Filmmakers using social media to promote their upcoming films is nothing new, but Teenage Mutant Ninja Turtles: Mutant Mayhem director Jeff Rowe is using his time in the spotlight to share that attention with the artists and technicians who have spent the last few years working on the film.

An artist’s name showing up in the credit reel of a film is important, but this extra bit of exposure means a lot to artists and can be a big help in securing future work.

For several months now, Rowe has been using his Instagram to prop up his below-the-line colleagues. Back in March, he shared a group of stills and singled out the work of Mutant Mayhem artists Gabe Lin, Yashar Kassai, Sean Sevestre, and the lighting team at Mikros Animation, where most of the film was animated. Cinesite in Vancouver also animated parts of the film.

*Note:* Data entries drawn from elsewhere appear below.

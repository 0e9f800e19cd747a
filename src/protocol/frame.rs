//! Frame codec
//!
//! Length-prefixed envelope carrying a header section and a body section.
//! All integers are unsigned 32-bit little-endian.
//!
//! ## Wire Format
//! ```text
//! ┌───────────┬───────────┬──────────────┬───────────┬──────────────┐
//! │ Total (4) │ HLen (4)  │ Header bytes │ BLen (4)  │ Body bytes   │
//! └───────────┴───────────┴──────────────┴───────────┴──────────────┘
//!   Total = 4 + HLen + 4 + BLen
//! ```

use std::ops::Range;

use bytes::{Bytes, BytesMut};

use crate::error::{MuxError, Result};

/// Size of each u32 length prefix
pub const LENGTH_PREFIX_SIZE: usize = 4;

/// Smallest legal total_length: empty header and empty body
pub const MIN_TOTAL_LENGTH: usize = 2 * LENGTH_PREFIX_SIZE;

/// One complete wire-level unit
#[derive(Debug, Clone, PartialEq, Eq)]
pub struct Frame {
    pub header: Bytes,
    pub body: Bytes,
}

impl Frame {
    pub fn new(header: impl Into<Bytes>, body: impl Into<Bytes>) -> Self {
        Self {
            header: header.into(),
            body: body.into(),
        }
    }

    /// Bytes this frame occupies on the wire
    pub fn encoded_len(&self) -> usize {
        encoded_len(self.header.len(), self.body.len())
    }

    pub fn encode(&self) -> Result<Vec<u8>> {
        encode_frame(&self.header, &self.body)
    }
}

/// Wire size of a frame with the given section lengths
pub fn encoded_len(header_len: usize, body_len: usize) -> usize {
    LENGTH_PREFIX_SIZE + MIN_TOTAL_LENGTH + header_len + body_len
}

// =============================================================================
// Encoding
// =============================================================================

/// Encode a header/body pair into a frame
///
/// Fails only if the frame cannot be described by a u32 total_length.
pub fn encode_frame(header: &[u8], body: &[u8]) -> Result<Vec<u8>> {
    let total_len = MIN_TOTAL_LENGTH + header.len() + body.len();
    if total_len > u32::MAX as usize {
        return Err(MuxError::FrameTooLarge {
            size: total_len,
            max: u32::MAX as usize,
        });
    }

    let mut message = Vec::with_capacity(LENGTH_PREFIX_SIZE + total_len);
    message.extend_from_slice(&(total_len as u32).to_le_bytes());
    message.extend_from_slice(&(header.len() as u32).to_le_bytes());
    message.extend_from_slice(header);
    message.extend_from_slice(&(body.len() as u32).to_le_bytes());
    message.extend_from_slice(body);

    Ok(message)
}

// =============================================================================
// Decoding
// =============================================================================

/// Try to decode one frame from the front of an accumulating buffer
///
/// Returns `Ok(None)` if the frame is not yet fully buffered; nothing is
/// consumed in that case. Otherwise returns the frame and the number of
/// bytes it occupied (`4 + total_length`).
///
/// A `Protocol` error is only returned once the whole envelope is buffered;
/// it still occupies `LENGTH_PREFIX_SIZE + peek_total_length(buffer)` bytes,
/// and skipping that many resynchronises on the next frame. `FrameBuffer`
/// does this itself.
pub fn try_decode_frame(buffer: &[u8]) -> Result<Option<(Frame, usize)>> {
    let total_len = match peek_total_length(buffer) {
        Some(len) => len,
        None => return Ok(None),
    };

    let frame_len = LENGTH_PREFIX_SIZE + total_len;
    if buffer.len() < frame_len {
        return Ok(None);
    }

    let envelope = &buffer[..frame_len];
    let (header, body) = split_envelope(envelope)?;
    let frame = Frame {
        header: Bytes::copy_from_slice(&envelope[header]),
        body: Bytes::copy_from_slice(&envelope[body]),
    };

    Ok(Some((frame, frame_len)))
}

/// Read the total_length prefix, if four bytes are available
pub fn peek_total_length(buffer: &[u8]) -> Option<usize> {
    if buffer.len() < LENGTH_PREFIX_SIZE {
        return None;
    }
    let len = u32::from_le_bytes([buffer[0], buffer[1], buffer[2], buffer[3]]);
    Some(len as usize)
}

/// Locate the header and body sections inside one complete envelope
fn split_envelope(envelope: &[u8]) -> Result<(Range<usize>, Range<usize>)> {
    let total_len = envelope.len() - LENGTH_PREFIX_SIZE;
    if total_len < MIN_TOTAL_LENGTH {
        return Err(MuxError::Protocol(format!(
            "Frame total_length {} below minimum {}",
            total_len, MIN_TOTAL_LENGTH
        )));
    }

    let header_len = read_u32_le(envelope, LENGTH_PREFIX_SIZE) as usize;
    let header_start = 2 * LENGTH_PREFIX_SIZE;
    // Header must leave room for the body_length prefix
    if header_len > total_len - MIN_TOTAL_LENGTH {
        return Err(MuxError::Protocol(format!(
            "Frame header_length {} exceeds total_length {}",
            header_len, total_len
        )));
    }
    let header_end = header_start + header_len;

    let body_len = read_u32_le(envelope, header_end) as usize;
    let body_start = header_end + LENGTH_PREFIX_SIZE;
    if body_start + body_len != envelope.len() {
        return Err(MuxError::Protocol(format!(
            "Frame body_length {} disagrees with total_length {} (header_length {})",
            body_len, total_len, header_len
        )));
    }

    Ok((header_start..header_end, body_start..envelope.len()))
}

fn read_u32_le(bytes: &[u8], offset: usize) -> u32 {
    u32::from_le_bytes([
        bytes[offset],
        bytes[offset + 1],
        bytes[offset + 2],
        bytes[offset + 3],
    ])
}

// =============================================================================
// Frame Buffer
// =============================================================================

/// Accumulates socket reads and hands out complete frames
///
/// Frames are split off the buffer without copying their sections.
pub struct FrameBuffer {
    /// Bytes received but not yet consumed as frames
    buffer: BytesMut,

    /// Largest total_length accepted
    max_frame_size: usize,
}

impl FrameBuffer {
    /// Create a buffer that rejects frames larger than `max_frame_size`
    pub fn new(max_frame_size: usize) -> Self {
        Self {
            buffer: BytesMut::with_capacity(8 * 1024),
            max_frame_size,
        }
    }

    /// Append freshly read bytes
    pub fn extend(&mut self, data: &[u8]) {
        self.buffer.extend_from_slice(data);
    }

    /// Extract the next complete frame
    ///
    /// - `Ok(Some(frame))`: a frame was removed from the buffer
    /// - `Ok(None)`: more bytes are needed, nothing consumed
    /// - `Err(Protocol)`: the frame was malformed and has been discarded;
    ///   the buffer is positioned at the next frame
    /// - `Err(FrameTooLarge)`: the stream cannot be resynchronised
    pub fn next_frame(&mut self) -> Result<Option<Frame>> {
        let total_len = match peek_total_length(&self.buffer) {
            Some(len) => len,
            None => return Ok(None),
        };

        if total_len > self.max_frame_size {
            return Err(MuxError::FrameTooLarge {
                size: total_len,
                max: self.max_frame_size,
            });
        }

        let frame_len = LENGTH_PREFIX_SIZE + total_len;
        if self.buffer.len() < frame_len {
            // Reserve up front so a large frame doesn't grow the buffer per read
            self.buffer.reserve(frame_len - self.buffer.len());
            return Ok(None);
        }

        let envelope = self.buffer.split_to(frame_len).freeze();
        let (header, body) = split_envelope(&envelope)?;

        Ok(Some(Frame {
            header: envelope.slice(header),
            body: envelope.slice(body),
        }))
    }

    /// Bytes buffered but not yet part of a complete frame
    pub fn len(&self) -> usize {
        self.buffer.len()
    }

    pub fn is_empty(&self) -> bool {
        self.buffer.is_empty()
    }

    /// Drop everything buffered
    pub fn clear(&mut self) {
        self.buffer.clear();
    }
}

When the film’s trailer dropped, he gave a shout-out to screenwriters Seth Rogan and Evan Goldberg as well as his co-director Kyler Spears, art directors Arthur Fong and Tiffany Lam Almack, head of cinematography Kent Seki, and editor Greg Levitan.

In late June, the film’s mixing crew wrapped and Rowe once again took to Instagram to pay respect to more than a dozen artists and technicians who worked on the film’s sound, music, and dialogue.

Rowe used his Twitter account to promote the standout work of animator Christine Sévigny, explaining exactly why the work she did was so impressive. His thread explained:

There’s a 41-second-long take in here animated by the incredible Christine Sévigny. It’s unbelievable. Four characters acting for 41 seconds, completely naturalistically, in a shot whose length you probably don’t notice because it’s not flashy in its camera blocking. Why?

Long takes are always hard but are especially tricky in animation. It’s so technically demanding and time-consuming. But meeting the characters for the first time, we wanted to invite the audience to hang out with the turtles and introduce them as a foursome, not individuals.

Cutting to coverage might emphasize one character over another or ruin the fly-on-the-wall feeling of hanging with your best buds and watching them joke around. We needed to establish our naturalistic filmmaking style early on. Christine rose to the challenge and crushed this.

There are shots at least twice as long as this later in the film, but this was the creative foundation on which the rest of the movie was built. Teens hanging out and bantering shot like b-roll in a skate video. Christine made the dream reality!

In other tweets, he praised the work of Mikros animation supervisor Arnaud Philippe-Giraux:

And storyboard artist Hannah Cho:

And in a reply to a tweet about the film’s score, composed by Atticus Ross and Trent Reznor, Rowe didn’t forget to mention the scene’s storyboard artist Adel Sabi or concept artist Kaye Kang.